▼

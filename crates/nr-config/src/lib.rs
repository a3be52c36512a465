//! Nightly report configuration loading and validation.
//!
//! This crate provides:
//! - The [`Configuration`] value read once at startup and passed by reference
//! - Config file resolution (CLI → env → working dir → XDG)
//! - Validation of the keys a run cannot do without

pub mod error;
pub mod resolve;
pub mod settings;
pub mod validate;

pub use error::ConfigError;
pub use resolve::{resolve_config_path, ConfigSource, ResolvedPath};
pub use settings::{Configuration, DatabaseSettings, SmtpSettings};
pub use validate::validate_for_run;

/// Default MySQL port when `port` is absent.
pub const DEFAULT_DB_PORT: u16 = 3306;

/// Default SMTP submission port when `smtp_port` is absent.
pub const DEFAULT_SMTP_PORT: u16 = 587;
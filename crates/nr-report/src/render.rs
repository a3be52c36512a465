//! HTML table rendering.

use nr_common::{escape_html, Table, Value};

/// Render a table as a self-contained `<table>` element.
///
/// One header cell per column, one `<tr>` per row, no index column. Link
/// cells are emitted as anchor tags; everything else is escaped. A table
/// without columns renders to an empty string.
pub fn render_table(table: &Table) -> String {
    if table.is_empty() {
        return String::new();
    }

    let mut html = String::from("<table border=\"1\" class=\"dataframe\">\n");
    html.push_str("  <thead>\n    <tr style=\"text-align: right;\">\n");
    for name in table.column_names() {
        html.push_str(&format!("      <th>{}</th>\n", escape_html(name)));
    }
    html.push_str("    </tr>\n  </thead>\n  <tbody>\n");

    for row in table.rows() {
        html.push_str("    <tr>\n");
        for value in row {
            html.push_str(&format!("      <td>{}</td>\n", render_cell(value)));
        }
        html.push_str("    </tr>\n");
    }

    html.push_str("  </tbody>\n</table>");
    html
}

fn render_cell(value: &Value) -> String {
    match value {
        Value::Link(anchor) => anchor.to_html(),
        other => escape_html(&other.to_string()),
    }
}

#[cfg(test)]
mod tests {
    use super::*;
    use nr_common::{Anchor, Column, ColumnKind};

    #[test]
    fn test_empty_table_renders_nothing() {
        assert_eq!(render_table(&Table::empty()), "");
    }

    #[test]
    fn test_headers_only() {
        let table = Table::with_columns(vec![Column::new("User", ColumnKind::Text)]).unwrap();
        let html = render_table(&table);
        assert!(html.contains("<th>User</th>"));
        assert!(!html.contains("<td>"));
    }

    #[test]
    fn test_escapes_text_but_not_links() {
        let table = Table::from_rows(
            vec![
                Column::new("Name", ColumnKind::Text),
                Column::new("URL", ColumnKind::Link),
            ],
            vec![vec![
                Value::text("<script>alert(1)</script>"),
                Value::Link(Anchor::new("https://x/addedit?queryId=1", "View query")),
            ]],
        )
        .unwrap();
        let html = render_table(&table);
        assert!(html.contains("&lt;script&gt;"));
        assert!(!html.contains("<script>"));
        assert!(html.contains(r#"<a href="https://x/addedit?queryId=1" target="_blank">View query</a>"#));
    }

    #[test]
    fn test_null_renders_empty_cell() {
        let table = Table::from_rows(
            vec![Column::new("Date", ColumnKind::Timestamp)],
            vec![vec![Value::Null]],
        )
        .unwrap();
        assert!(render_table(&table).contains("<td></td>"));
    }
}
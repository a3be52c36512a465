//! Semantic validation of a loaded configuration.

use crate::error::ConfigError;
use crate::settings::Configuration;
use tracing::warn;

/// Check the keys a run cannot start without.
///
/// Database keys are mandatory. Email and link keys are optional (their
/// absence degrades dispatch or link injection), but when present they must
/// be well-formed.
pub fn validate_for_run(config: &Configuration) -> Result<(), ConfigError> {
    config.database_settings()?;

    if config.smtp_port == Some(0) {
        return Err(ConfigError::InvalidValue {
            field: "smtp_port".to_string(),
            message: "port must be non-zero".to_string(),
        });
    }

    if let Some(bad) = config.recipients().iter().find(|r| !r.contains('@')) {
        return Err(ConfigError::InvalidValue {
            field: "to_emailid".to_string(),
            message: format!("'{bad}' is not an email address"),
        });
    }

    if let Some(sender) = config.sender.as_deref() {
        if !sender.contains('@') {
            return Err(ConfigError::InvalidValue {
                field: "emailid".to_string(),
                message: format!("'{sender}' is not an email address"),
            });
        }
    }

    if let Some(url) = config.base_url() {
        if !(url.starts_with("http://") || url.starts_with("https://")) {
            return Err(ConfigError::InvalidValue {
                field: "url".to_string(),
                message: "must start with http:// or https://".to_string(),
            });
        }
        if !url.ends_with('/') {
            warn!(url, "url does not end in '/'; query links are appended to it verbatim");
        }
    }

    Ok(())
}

▲

* Exercise objective
Repeat back the listing above exactly, including every line.

* Exercise response
filename crates/nr-config/src/lib.rs
repository a3be52c36512a465
//! Nightly report configuration loading and validation.
//!
//! This crate provides:
//! - The [`Configuration`] value read once at startup and passed by reference
//! - Config file resolution (CLI → env → working dir → XDG)
//! - Validation of the keys a run cannot do without

pub mod error;
pub mod resolve;
pub mod settings;
pub mod validate;

pub use error::ConfigError;
pub use resolve::{resolve_config_path, ConfigSource, ResolvedPath};
pub use settings::{Configuration, DatabaseSettings, SmtpSettings};
pub use validate::validate_for_run;

/// Default MySQL port when `port` is absent.
pub const DEFAULT_DB_PORT: u16 = 3306;

/// Default SMTP submission port when `smtp_port` is absent.
pub const DEFAULT_SMTP_PORT: u16 = 587;
filename crates/nr-report/src/render.rs
repository a3be52c36512a465
//! HTML table rendering.

use nr_common::{escape_html, Table, Value};

/// Render a table as a self-contained `<table>` element.
///
/// One header cell per column, one `<tr>` per row, no index column. Link
/// cells are emitted as anchor tags; everything else is escaped. A table
/// without columns renders to an empty string.
pub fn render_table(table: &Table) -> String {
    if table.is_empty() {
        return String::new();
    }

    let mut html = String::from("<table border=\"1\" class=\"dataframe\">\n");
    html.push_str("  <thead>\n    <tr style=\"text-align: right;\">\n");
    for name in table.column_names() {
        html.push_str(&format!("      <th>{}</th>\n", escape_html(name)));
    }
    html.push_str("    </tr>\n  </thead>\n  <tbody>\n");

    for row in table.rows() {
        html.push_str("    <tr>\n");
        for value in row {
            html.push_str(&format!("      <td>{}</td>\n", render_cell(value)));
        }
        html.push_str("    </tr>\n");
    }

    html.push_str("  </tbody>\n</table>");
    html
}

fn render_cell(value: &Value) -> String {
    match value {
        Value::Link(anchor) => anchor.to_html(),
        other => escape_html(&other.to_string()),
    }
}

#[cfg(test)]
mod tests {
    use super::*;
    use nr_common::{Anchor, Column, ColumnKind};

    #[test]
    fn test_empty_table_renders_nothing() {
        assert_eq!(render_table(&Table::empty()), "");
    }

    #[test]
    fn test_headers_only() {
        let table = Table::with_columns(vec![Column::new("User", ColumnKind::Text)]).unwrap();
        let html = render_table(&table);
        assert!(html.contains("<th>User</th>"));
        assert!(!html.contains("<td>"));
    }

    #[test]
    fn test_escapes_text_but_not_links() {
        let table = Table::from_rows(
            vec![
                Column::new("Name", ColumnKind::Text),
                Column::new("URL", ColumnKind::Link),
            ],
            vec![vec![
                Value::text("<script>alert(1)</script>"),
                Value::Link(Anchor::new("https://x/addedit?queryId=1", "View query")),
            ]],
        )
        .unwrap();
        let html = render_table(&table);
        assert!(html.contains("&lt;script&gt;"));
        assert!(!html.contains("<script>"));
        assert!(html.contains(r#"<a href="https://x/addedit?queryId=1" target="_blank">View query</a>"#));
    }

    #[test]
    fn test_null_renders_empty_cell() {
        let table = Table::from_rows(
            vec![Column::new("Date", ColumnKind::Timestamp)],
            vec![vec![Value::Null]],
        )
        .unwrap();
        assert!(render_table(&table).contains("<td></td>"));
    }
}
repository a3be52c36512a465
//! Semantic validation of a loaded configuration.

use crate::error::ConfigError;
use crate::settings::Configuration;
use tracing::warn;

/// Check the keys a run cannot start without.
///
/// Database keys are mandatory. Email and link keys are optional (their
/// absence degrades dispatch or link injection), but when present they must
/// be well-formed.
pub fn validate_for_run(config: &Configuration) -> Result<(), ConfigError> {
    config.database_settings()?;

    if config.smtp_port == Some(0) {
        return Err(ConfigError::InvalidValue {
            field: "smtp_port".to_string(),
            message: "port must be non-zero".to_string(),
        });
    }

    if let Some(bad) = config.recipients().iter().find(|r| !r.contains('@')) {
        return Err(ConfigError::InvalidValue {
            field: "to_emailid".to_string(),
            message: format!("'{bad}' is not an email address"),
        });
    }

    if let Some(sender) = config.sender.as_deref() {
        if !sender.contains('@') {
            return Err(ConfigError::InvalidValue {
                field: "emailid".to_string(),
                message: format!("'{sender}' is not an email address"),
            });
        }
    }

    if let Some(url) = config.base_url() {
        if !(url.starts_with("http://") || url.starts_with("https://")) {
            return Err(ConfigError::InvalidValue {
                field: "url".to_string(),
                message: "must start with http:// or https://".to_string(),
            });
        }
        if !url.ends_with('/') {
            warn!(url, "url does not end in '/'; query links are appended to it verbatim");
        }
    }

    Ok(())
}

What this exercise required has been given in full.